15 Dicembre 2020

Sulla autonomia del danno morale

Cass. Civ., sez. III, sentenza 10 novembre 2020, n. 25164 (rel. D. Sestini)
Nella liquidazione del danno alla salute in base alle tabelle milanesi, deve tenersi conto che queste sono fondate su un sistema che "incorpora" nel valore monetario del singolo punto di invalidità anche il pregiudizio morale, sì che deve evitarsi di incorrere in una pronuncia che liquidi quest'ultimo due volte.
Tuttavia, la voce di danno morale mantiene la sua autonomia e non è conglobabile nel danno biologico (art. 138, n. 3 CdA), trattandosi di sofferenza di natura del tutto interiore e non relazionale, e perciò meritevole di un compenso aggiuntivo al di là della personalizzazione prevista per gli aspetti dinamici compromessi (in tal senso, Cass. n. 910/2018, Cass. n. 7513/2018, Cass. n. 28989/2019).
In definitiva, nel procedere alla liquidazione del danno alla salute, il giudice di merito dovrà:
1) accertare l'esistenza, nel singolo caso di specie, di un eventuale concorso del danno dinamico-relazionale e del danno morale;
2) in caso di positivo accertamento dell'esistenza (anche) di quest'ultimo, determinare il quantum risarcitorio applicando integralmente le tabelle di Milano, che prevedono la liquidazione di entrambe le voci di danno, ma pervengono (non correttamente, per quanto si dirà nel successivo punto 3) all'indicazione di un valore monetario complessivo (costituito dalla somma aritmetica di entrambe le voci di danno);
3) in caso di negativo accertamento, e di conseguente esclusione della componente morale del danno (accertamento da condurre caso per caso), considerare la sola voce del danno biologico, depurata dall'aumento tabellarmente previsto per il danno morale secondo le percentuali ivi indicate, liquidando, conseguentemente il solo danno dinamico-relazionale;
4) in caso di positivo accertamento dei presupposti per la cd. personalizzazione del danno, procedere all'aumento fino al 30% del valore del solo danno biologico, depurato, analogamente a quanto indicato al precedente punto 3, dalla componente morale del danno automaticamente (ma erroneamente) inserita in tabella, giusta il disposto normativo di cui al già ricordato art. 138, punto 3, del novellato codice delle assicurazioni.

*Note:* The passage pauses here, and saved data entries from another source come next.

//! Hand-off of event batches from the poll thread to the dispatch thread.

use std::collections::VecDeque;
use std::sync::{Condvar, Mutex};

use crate::Event;

/// What a bridge turn delivered to the dispatch thread.
pub(crate) enum Turn {
    /// A batch of kernel events.
    Batch(Vec<Event>),
    /// No events, but reply records, drain notices or timers may be pending.
    Kick,
}

struct State {
    batches: VecDeque<Vec<Event>>,
    kicks: u32,
    shutdown: bool,
}

/// The one object the poll thread publishes events through.
///
/// A single mutex guards the state; the consumer blocks on the condvar and
/// is the only thread that takes batches out. Wakers are never woken from
/// here, so holding the lock around the condvar signal is safe.
pub(crate) struct EventBridge {
    state: Mutex<State>,
    consumer: Condvar,
}

impl EventBridge {
    pub(crate) fn new() -> EventBridge {
        EventBridge {
            state: Mutex::new(State {
                batches: VecDeque::new(),
                kicks: 0,
                shutdown: false,
            }),
            consumer: Condvar::new(),
        }
    }

    /// Poll-thread side: publishes a batch, waking the consumer if it is
    /// blocked. Dropped silently after shutdown.
    pub(crate) fn push(&self, batch: Vec<Event>) {
        let mut state = self.state.lock().unwrap();
        if state.shutdown {
            return;
        }
        state.batches.push_back(batch);
        self.consumer.notify_one();
    }

    /// Nudges the consumer without a batch: reply records, drain notices or
    /// due timers are waiting in their queues.
    pub(crate) fn kick(&self) {
        let mut state = self.state.lock().unwrap();
        if state.shutdown {
            return;
        }
        state.kicks += 1;
        self.consumer.notify_one();
    }

    /// Consumer side: blocks for the next turn; `None` once shut down.
    pub(crate) fn next(&self) -> Option<Turn> {
        let mut state = self.state.lock().unwrap();
        loop {
            if state.shutdown {
                return None;
            }
            if let Some(batch) = state.batches.pop_front() {
                return Some(Turn::Batch(batch));
            }
            if state.kicks > 0 {
                state.kicks = 0;
                return Some(Turn::Kick);
            }
            state = self.consumer.wait(state).unwrap();
        }
    }

    /// Ends the hand-off; a blocked consumer observes `None`.
    pub(crate) fn shutdown(&self) {
        let mut state = self.state.lock().unwrap();
        state.shutdown = true;
        self.consumer.notify_one();
    }
}

#[cfg(test)]
mod tests {
    use super::*;
    use crate::event::EventFlags;
    use crate::{Event, Interest, RegistrationId};

    fn event() -> Event {
        Event::new(
            RegistrationId::new(1, 1),
            Interest::READABLE,
            EventFlags::empty(),
        )
    }

    #[test]
    fn buffered_batch_returned_immediately() {
        let bridge = EventBridge::new();
        bridge.push(vec![event()]);
        match bridge.next() {
            Some(Turn::Batch(batch)) => assert_eq!(batch.len(), 1),
            _ => panic!("expected a batch"),
        }
    }

    #[test]
    fn shutdown_returns_none_and_drops_pushes() {
        let bridge = EventBridge::new();
        bridge.shutdown();
        bridge.push(vec![event()]);
        assert!(bridge.next().is_none());
    }

    #[test]
    fn kick_wakes_without_batch() {
        let bridge = EventBridge::new();
        bridge.kick();
        assert!(matches!(bridge.next(), Some(Turn::Kick)));
    }

    #[test]
    fn shutdown_unblocks_waiting_consumer() {
        use std::sync::Arc;

        let bridge = Arc::new(EventBridge::new());
        let consumer = {
            let bridge = bridge.clone();
            std::thread::spawn(move || bridge.next().is_none())
        };
        std::thread::sleep(std::time::Duration::from_millis(50));
        bridge.shutdown();
        assert!(consumer.join().unwrap());
    }
}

Ai fini della prova del danno morale non si ravvisano ostacoli sistematici al ricorso al ragionamento probatorio fondato sulla massima di esperienza specie nella materia del danno non patrimoniale, e segnatamente in tema di danno morale, ma tale strumento di giudizio consente di evitare che la parte si veda costretta, nell’impossibilità di provare il pregiudizio dell’essere, ovvero della condizione di afflizione fisica e
psicologica in cui si è venuta a trovare in seguito alla lesione subita, ad articolare estenuanti capitoli di prova relativi al significativo
mutamento di stati d’animo interiori da cui possa inferirsi la dimostrazione del pregiudizio patito.
Del resto, alla base del parametro standard di valutazione che è alla base del sistema delle tabelle per la liquidazione del danno alla salute, altro non v’è se non un ragionamento presuntivo fondato sulla massima di esperienza per la quale ad un certo tipo di lesione corrispondono, secondo l’id quod plerumque accidit, determinate menomazioni dinamico-relazionali, per così dire, ordinarie.
Un attendibile criterio logico-presuntivo funzionale all’accertamento del danno morale quale autonoma componente del danno alla salute (così come di qualsiasi altra vicenda lesiva di un valore/interesse della persona costituzionalmente tutelato: Corte costituzionale n. 233 del 2003) è quella della corrispondenza, su di una base di proporzionalità diretta, della gravità della lesione rispetto all’insorgere di una sofferenza soggettiva: tanto più grave, difatti, sarà la lesione della salute, tanto più il ragionamento inferenziale consentirà di presumere l’esistenza di un correlato danno morale inteso quale sofferenza interiore, morfologicamente diversa dall’aspetto dinamico relazionale conseguente alla lesione stessa.